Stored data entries
* * * * * * * * *

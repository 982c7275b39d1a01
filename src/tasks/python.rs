// SPDX-FileCopyrightText: 2025 Jason Pena <jasonpena@awkless.com>
// SPDX-License-Identifier: MIT

//! Python virtual environment.

use crate::{
    remote::Remote,
    shell::Cmd,
    tasks::{django::PROJECT_DIR, Result, TaskStatus, Tasks},
};

use tracing::instrument;

/// Default virtual environment root on target host.
pub const DEFAULT_VIRTUALENV: &str = "~/.env";

/// Pinned virtualenv release used to bootstrap the environment.
pub const VIRTUALENV_VERSION: &str = "1.10.1";

const VIRTUALENV_SOURCE: &str = "https://pypi.python.org/packages/source/v/virtualenv";

// Django directories with a potentially huge number of files that hold no
// Python modules.
const PRUNED_DIRS: [&str; 3] = ["media", "static", "templates"];

impl<R> Tasks<'_, R>
where
    R: Remote + ?Sized,
{
    /// Create virtual environment and activate it from `~/.profile`.
    ///
    /// The environment is only bootstrapped when `path` does not exist yet.
    /// The profile lines are appended every time, but never twice.
    ///
    /// # Errors
    ///
    /// - Return [`TaskError::Remote`](crate::tasks::TaskError::Remote) if
    ///   download or bootstrap fails.
    #[instrument(skip(self), level = "debug")]
    pub fn setup_virtualenv(&self, path: &str) -> Result<TaskStatus> {
        if !self.shell.exists(path)? {
            let tarball = format!("virtualenv-{VIRTUALENV_VERSION}.tar.gz");
            self.shell.run(
                Cmd::new("curl")
                    .args(["--insecure", "-O"])
                    .arg(format!("{VIRTUALENV_SOURCE}/{tarball}")),
            )?;
            self.shell.run(Cmd::new("tar").arg("xvfz").arg(tarball.as_str()))?;
            self.shell
                .cd(format!("virtualenv-{VIRTUALENV_VERSION}"))
                .run(Cmd::new("python").arg("virtualenv.py").path(path))?;
        }

        self.shell
            .append(".profile", "export LANG=en_US.UTF8", true, false)?;
        self.shell
            .append(".profile", &format!(". {path}/bin/activate"), true, false)?;

        Ok(TaskStatus::Done)
    }

    /// Install required packages into virtual environment.
    ///
    /// Defaults to `requirements/<type>.txt` inside the project checkout.
    ///
    /// # Errors
    ///
    /// - Return [`TaskError::Remote`](crate::tasks::TaskError::Remote) if pip
    ///   fails.
    #[instrument(skip(self), level = "debug")]
    pub fn install_reqs(&self, upgrade: bool, requirements_file: Option<&str>) -> Result<TaskStatus> {
        let requirements_file = match requirements_file {
            Some(file) => file.to_string(),
            None => format!("requirements/{}.txt", self.settings.deployment_type),
        };

        self.shell.cd(PROJECT_DIR).run(
            Cmd::new("pip")
                .args(["-q", "install"])
                .arg_if(upgrade, "--upgrade")
                .arg("-r")
                .arg(requirements_file),
        )?;

        Ok(TaskStatus::Done)
    }

    /// Recompile bytecode of the project and of packages installed from
    /// source into the virtual environment.
    ///
    /// Stale `*.pyc` files are removed before compiling. With `ignore_errors`
    /// compile failures are tolerated, which first deployments need while some
    /// modules cannot be imported yet.
    ///
    /// # Errors
    ///
    /// - Return [`TaskError::Remote`](crate::tasks::TaskError::Remote) if
    ///   removal or compilation fails without `ignore_errors`.
    #[instrument(skip(self), level = "debug")]
    pub fn recompile_py(&self, ignore_errors: bool) -> Result<TaskStatus> {
        let top_dir = format!("{PROJECT_DIR}/{}", self.settings.project()?.project);

        let mut project_files = Cmd::new("find").arg(top_dir.as_str()).args(["-mindepth", "1"]);
        for dir in PRUNED_DIRS {
            project_files = project_files
                .arg("-path")
                .arg(format!("{top_dir}/{dir}"))
                .args(["-prune", "-o"]);
        }
        let project_files = project_files.args(["-type", "f"]);
        let venv_files = Cmd::new("find")
            .raw("\"$VIRTUAL_ENV/src\"")
            .args(["-name", ".git", "-a", "-type", "d", "-prune", "-o", "-type", "f"]);

        let shell = if ignore_errors {
            self.shell.quiet().warn_only()
        } else {
            self.shell.quiet()
        };

        for files in [project_files, venv_files] {
            shell.run(
                files
                    .clone()
                    .args(["-name", "*.pyc", "-print"])
                    .pipe(Cmd::new("xargs").args(["rm", "-f"])),
            )?;
            shell.run(
                files
                    .args(["-name", "*.py", "-print"])
                    .pipe(Cmd::new("python").args(["-m", "compileall", "-i", "-"])),
            )?;
        }

        Ok(TaskStatus::Done)
    }
}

* * * * * * * * *

Your instructions:
What is needed is a copy of every line above in which "modules" appears.

Solution to the exercise:
// Python modules.
    /// modules cannot be imported yet.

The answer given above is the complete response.